Despite these challenges, spatial autocorrelation also presents opportunities for improving model predictions when the association between disease risk and the available environmental data is weak. Put simply, if disease risk exhibits some degree of spatial clustering, a location surrounded by sites with high disease risk would be expected to have a high disease risk, and a location surrounded by sites with low disease risk would be expected to have a low disease risk. Spatial interpolation based on associations with neighbouring sites can be implemented using a variety of statistical techniques. A study of the tick-borne pathogen Ehrlichia chaffeensis in the southern U.S. found that spatial interpolation based on indicator kriging outperformed logistic regression models based on environmental variables . Predictive mapping studies of tick distributions have applied methods such as co-kriging , and autologistic regression  to combine information about environmental relationships with spatial autocorrelation in a predictive framework.
Another consideration in developing disease risk models is the phenomenon of spatial heterogeneity  (also referred to as spatial non-stationarity ), which occurs when the influences of environmental variables on disease risk are not uniform across the region of interest. For example, sub-regional logistic regression models provided evidence of geographically varying environmental constraints on the distribution of E. chaffeensis and yielded more accurate predictions of pathogen presence than a single model fitted for the entire region . Similarly, the relationship between climate and the distribution of Ixodes ricinus in Europe was found to vary across ecoregions . Statistical techniques such as geographically weighted regression (GWR)  have been developed specifically to analyze the spatial variability of regression parameters, but have only recently been applied to analyze spatial patterns of disease risk [17–19]. The implication for spatial modelling is that if there is indeed spatial variability in the relationships between disease risk and environmental variables, models that explicitly account for this heterogeneity are likely to yield more accurate predictions
This study compared alternative methods for developing predictive maps of the geographic distributions of two tick-borne pathogens in the southern United States. Ehrlichia chaffeensis, the causative agent of human monocytotropic ehrlichiosis, is transmitted by Amblyomma americanum (lone-star tick). Anaplasma phagocytophilum, the causative agent of human granulocytotropic anaplasmosis (previously called HGE agent), is transmitted by Ixodes scapularis (black-legged tick). E. chaffeensis is maintained in a zoonotic cycle that includes white-tailed deer (Odocoileus virgnianus) as a keystone host for larval, nymph, and adult A. americanum  and the primary reservoir for E. chaffeensis . In contrast, A. phagocytophilum is maintained in a zoonotic cycle in which white-tailed deer are a primary hosts for adult I. scapularis, but additional bird and mammal species are required to serve as hosts for the larval and nymph stages . The white-footed mouse, Peromyscus leucopus, is a particularly important host for immature I. scapularis in the eastern United States and is also a competent reservoir for A. phagocytophilum . In general, A. americanum is more tolerant of desiccation than I. scapularis and can occupy more exposed microsites and remain active at lower humidity [24, 25].
Although a variety of methods have been proposed for improving predictive spatial models by incorporating spatial autocorrelation or spatial heterogeneity into environmental models, there have been no comparative assessments of the accuracy that is gained by applying these more complex approaches in disease risk mapping. The main goal of this research was to determine whether incorporating spatial autocorrelation and spatial heterogeneity would improve environmental predictions of the geographic distributions of E. chaffeensis and A. phagocytophilum. A further goal was to determine whether the modelling strategies that were most effective for each pathogen reflected differences in the underlying host relationships and vector ecology.

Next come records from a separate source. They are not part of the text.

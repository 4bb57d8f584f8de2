use std::time::{Duration, Instant};

use serde::{Deserialize, Serialize};
use serde_json::Value;
use tracing::{info, warn};

use super::sanitize::{append_within_limit, list_field, text_field};
use super::{require_non_empty, ContentSource, ServiceCore, CRISIS_RESOURCES};
use crate::error::{AppResult, AssessmentError};
use crate::instruments::AssessmentKind;
use crate::llm::{parse_json_completion, CompletionOptions, Message};
use crate::prompts::EXPLANATION_PROMPT;
use crate::risk::SELF_HARM_ITEM;
use crate::scoring::Severity;
use crate::storage::{AssessmentResult, Storage};

/// Which result to explain: a specific id, or the latest of a type.
#[derive(Debug, Clone, Serialize, Deserialize)]
pub struct ExplainParams {
    pub user_id: String,
    #[serde(default)]
    pub result_id: Option<String>,
    #[serde(default)]
    pub assessment_id: Option<String>,
}

/// Plain-language explanation of one result
#[derive(Debug, Clone, PartialEq, Serialize, Deserialize)]
pub struct AssessmentExplanation {
    pub result_id: String,
    pub assessment_id: AssessmentKind,
    pub level: String,
    pub severity: Severity,
    pub summary: String,
    pub interpretation: String,
    pub suggestions: Vec<String>,
    pub when_to_seek_help: String,
    pub source: ContentSource,
}

/// Generates explanations for individual results
#[derive(Clone)]
pub struct ExplanationService {
    core: ServiceCore,
}

impl ExplanationService {
    /// Create a new explanation service
    pub fn new(core: ServiceCore) -> Self {
        Self { core }
    }

    /// Explain a result. Model failures produce the static template.
    pub async fn explain(&self, params: ExplainParams) -> AppResult<AssessmentExplanation> {
        let start = Instant::now();
        require_non_empty("user_id", &params.user_id)?;
        let result = self.resolve(&params).await?;

        let limit = Duration::from_millis(self.core.config().timeouts.explanation_ms);
        let options = CompletionOptions::json().with_temperature(0.4).with_max_tokens(800);
        let completion = self
            .core
            .call_llm("explanation", &result.user_id, build_messages(&result), options, limit)
            .await;

        let explanation = match completion {
            Ok(text) => match parse_json_completion(&text).and_then(|v| from_model(&result, &v)) {
                Some(explanation) => explanation,
                None => {
                    warn!(result_id = %result.id, "Unusable explanation JSON, using fallback");
                    self.core
                        .record_unusable("explanation", &result.user_id, start.elapsed().as_millis() as i64)
                        .await;
                    fallback(&result)
                }
            },
            Err(e) => {
                warn!(result_id = %result.id, error = %e, "Explanation failed, using fallback");
                fallback(&result)
            }
        };

        info!(
            result_id = %result.id,
            source = ?explanation.source,
            latency_ms = start.elapsed().as_millis() as u64,
            "Explanation completed"
        );
        Ok(explanation)
    }

    async fn resolve(&self, params: &ExplainParams) -> AppResult<AssessmentResult> {
        let storage = self.core.storage();

        if let Some(id) = &params.result_id {
            return match storage.get_result(id).await? {
                Some(result) if result.user_id == params.user_id => Ok(result),
                _ => Err(not_found("result_id", id)),
            };
        }

        let Some(assessment_id) = &params.assessment_id else {
            return Err(AssessmentError::Validation {
                field: "result_id".to_string(),
                reason: "either result_id or assessment_id is required".to_string(),
            }
            .into());
        };
        let kind: AssessmentKind = assessment_id.parse()?;
        let mut latest = storage.get_latest_per_type(&params.user_id).await?;
        latest
            .remove(&kind)
            .ok_or_else(|| not_found("assessment_id", assessment_id))
    }
}

fn not_found(field: &str, value: &str) -> crate::error::AppError {
    AssessmentError::Validation {
        field: field.to_string(),
        reason: format!("no assessment result found for {}", value),
    }
    .into()
}

fn build_messages(result: &AssessmentResult) -> Vec<Message> {
    let instrument = result.assessment_id.instrument();
    let mut details = vec![
        format!("Questionnaire: {}", instrument.name),
        format!("Score: {} (range {}-{})", result.score, instrument.score_min(), instrument.score_max()),
        format!("Level: {}", result.level),
        format!("Severity: {}", result.severity),
    ];
    if !crate::scoring::severity_rises_with_score(result.assessment_id) {
        details.push("Higher scores on this questionnaire are healthier.".to_string());
    }
    if self_harm_endorsed(result) {
        details.push("The user endorsed thoughts of self-harm.".to_string());
    }

    vec![
        Message::system(EXPLANATION_PROMPT),
        Message::user(details.join("\n")),
    ]
}

fn self_harm_endorsed(result: &AssessmentResult) -> bool {
    result.responses.get(SELF_HARM_ITEM).is_some_and(|v| *v > 0)
}

/// Merge model output over the template. Returns `None` when the model gave
/// neither a summary nor an interpretation.
fn from_model(result: &AssessmentResult, value: &Value) -> Option<AssessmentExplanation> {
    let summary = text_field(value, "summary");
    let interpretation = text_field(value, "interpretation");
    if summary.is_none() && interpretation.is_none() {
        return None;
    }

    let template = fallback(result);
    let mut when_to_seek_help = text_field(value, "when_to_seek_help").unwrap_or(template.when_to_seek_help);
    if self_harm_endorsed(result) && !when_to_seek_help.contains(CRISIS_RESOURCES) {
        when_to_seek_help = append_within_limit(&when_to_seek_help, CRISIS_RESOURCES);
    }

    Some(AssessmentExplanation {
        summary: summary.unwrap_or(template.summary),
        interpretation: interpretation.unwrap_or(template.interpretation),
        suggestions: list_field(value, "suggestions").unwrap_or(template.suggestions),
        when_to_seek_help,
        source: ContentSource::Ai,
        ..template
    })
}

/// Static explanation built only from the classification.
pub(crate) fn fallback(result: &AssessmentResult) -> AssessmentExplanation {
    let instrument = result.assessment_id.instrument();

    let interpretation = match result.severity {
        Severity::Normal => "This result is in the healthy range. Keep doing what supports you.",
        Severity::Mild => "This result suggests some difficulties that many people experience from time to time.",
        Severity::Moderate => {
            "This result suggests difficulties that are likely affecting daily life and are worth paying attention to."
        }
        Severity::Severe | Severity::Critical => {
            "This result suggests significant difficulties. Talking with a qualified professional is strongly encouraged."
        }
    };

    let suggestions = [
        "Keep a regular sleep and wake schedule",
        "Move your body for a few minutes each day",
        "Stay in touch with someone you trust",
        "Notice and write down what helps on hard days",
    ]
    .iter()
    .map(|s| s.to_string())
    .collect();

    let mut when_to_seek_help = if result.severity >= Severity::Severe {
        "Consider contacting a doctor or mental health professional soon to talk about these results.".to_string()
    } else {
        "If these difficulties last more than two weeks or get worse, consider talking with a professional.".to_string()
    };
    if self_harm_endorsed(result) {
        when_to_seek_help = append_within_limit(&when_to_seek_help, CRISIS_RESOURCES);
    }

    AssessmentExplanation {
        result_id: result.id.clone(),
        assessment_id: result.assessment_id,
        level: result.level.clone(),
        severity: result.severity,
        summary: format!(
            "Your {} result is in the \"{}\" range.",
            instrument.name, result.level
        ),
        interpretation: interpretation.to_string(),
        suggestions,
        when_to_seek_help,
        source: ContentSource::Fallback,
    }
}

A descriptive analysis was carried out to quantify differences in the spatial patterns of these pathogens. Indicator semivariograms  were computed to characterize spatial autocorrelation for E. chaffeensis and A. phagocytophilum. The spatial location of each county was represented by its centroid, and presence (1) or absence (0) of the pathogen in each county was used as the indicator variable.
Environmental variables characterizing climate, land cover, and host populations within each county were obtained from a variety of sources. Climate variables were computed from 1-km Daymet grids which summarized monthly minimum temperature, maximum temperature, and precipitation over the period 1980–97 . Monthly relative humidity was computed using estimates of ambient and saturation vapor pressure derived from monthly minimum and maximum temperatures . Land-cover variables were derived from the National Land Cover Dataset, which was created using 30-m resolution Landsat imagery collected in 1992 . These data were used to compute the proportion of each county covered by forests, which included evergreen, deciduous and mixed forest as well as forested wetlands. The spatial pattern of forest cover within each county was characterized using a fragmentation index, which quantified the frequency of edges between forest and human land-use pixels (e.g. urban, agriculture) relative to the frequency of adjacent forested pixels . Deer density data from 1999 were obtained as a paper map from the Quality Deer Management Association (Watkinsville, GA, USA). Deer density was mapped as an index with five levels: (1) deer absent, rare or urban with unknown population; (2) < 15 deer/km2 ; (3) 15–30 deer/km2 ; (4) 30–45 deer/km2; and (5) > 45 deer/km2. The map was digitized, georeferenced and converted to a 1-km grid. Deer density was summarized for each county as the density index that characterized the majority of the county.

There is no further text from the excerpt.